We’re not quite finished, though. Our model may still be overfitting. We might have just gotten lucky with our choice of hyperparameters, leading to good validation results. As a further test against overfitting, we will run some test data through our model.

The model has never seen the test data during training, nor has the test data had any influence on the hyperparameters. Let’s see how we perform against the test dataset.

In [ ]:

num_correct = 0.0

for x_test_batch, y_test_batch in testloader:
  model.eval()
  y_test_batch = y_test_batch.to(device)
  x_test_batch = x_test_batch.to(device)
  y_pred_batch = model(x_test_batch)
  _, predicted = torch.max(y_pred_batch, 1)
  num_correct += (predicted == y_test_batch).float().sum()
  
accuracy = num_correct/(len(testloader)*testloader.batch_size) 
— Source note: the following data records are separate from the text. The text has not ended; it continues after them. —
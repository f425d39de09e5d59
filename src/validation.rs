use crate::task::Task;
use std::collections::HashSet;
use std::fmt;
use tracing::warn;

#[derive(Debug, Clone)]
pub struct TaskValidationError {
    message: String,
}

impl TaskValidationError {
    pub fn new(message: impl Into<String>) -> Self {
        Self {
            message: message.into(),
        }
    }
}

impl fmt::Display for TaskValidationError {
    fn fmt(&self, f: &mut fmt::Formatter<'_>) -> fmt::Result {
        write!(f, "{}", self.message)
    }
}

impl std::error::Error for TaskValidationError {}

/// Checks every task the calendar can hold must pass, wherever it came from.
pub fn validate_task_shape(task: &Task) -> Result<(), TaskValidationError> {
    if task.name.trim().is_empty() {
        return Err(TaskValidationError::new("task requires a non-empty name"));
    }

    if task.workload_minutes <= 0 {
        return Err(TaskValidationError::new(format!(
            "task '{}' has non-positive workload {} (must be at least 1 minute)",
            task.name, task.workload_minutes
        )));
    }

    Ok(())
}

/// Checks for new requests from the CLI, CSV import and HTTP. Stricter than
/// `validate_task_shape`: user input may not use negative priorities.
pub fn validate_task(task: &Task) -> Result<(), TaskValidationError> {
    validate_task_shape(task)?;

    if task.priority < 0 {
        return Err(TaskValidationError::new(format!(
            "task '{}' has negative priority {}",
            task.name, task.priority
        )));
    }

    Ok(())
}

/// Validate each task. Duplicate names are allowed but logged, since the
/// calendar does not stop the same request from being placed twice.
pub fn validate_task_collection(tasks: &[Task]) -> Result<(), TaskValidationError> {
    let mut seen = HashSet::with_capacity(tasks.len());
    for task in tasks {
        validate_task(task)?;
        if !seen.insert(task.name.as_str()) {
            warn!(task = %task.name, "duplicate task name in batch");
        }
    }
    Ok(())
}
print(len(testloader), testloader.batch_size)

print("Test Accuracy: {}".format(accuracy))

625 16
Test Accuracy: 0.6157000064849854

Tip: You now know how to create training, validation, and test loops using PyTorch. Feel free to use this code as a reference when creating your own loops.

Now that you have a fully trained model, let’s explore what you can do with it in the model deployment stage. One of the simplest things you can do is save your trained model for future use. When you want to run your model against new inputs, you can simply load it and call the model with the new values.

The following code illustrates the recommended way to save and load a trained model. It uses the state_dict() method, which creates a dictionary object that maps each layer to its parameter tensor. In other words, we only need to save the model’s learned parameters. We already have the model’s design defined in our model class, so we don’t need to save the architecture. When we load the model, we use the constructor to create a “blank model,” and then we use load_state_dict() to set the parameters for each layer:

In [ ]:

torch.save(model.state_dict(), "./lenet5_model.pt")

model = LeNet5().to(device)
model.load_state_dict(torch.load("./lenet5_model.pt"))

Out[ ]:

<All keys matched successfully>

Note: A common PyTorch convention is to save models using either a .pt or .pth file extension.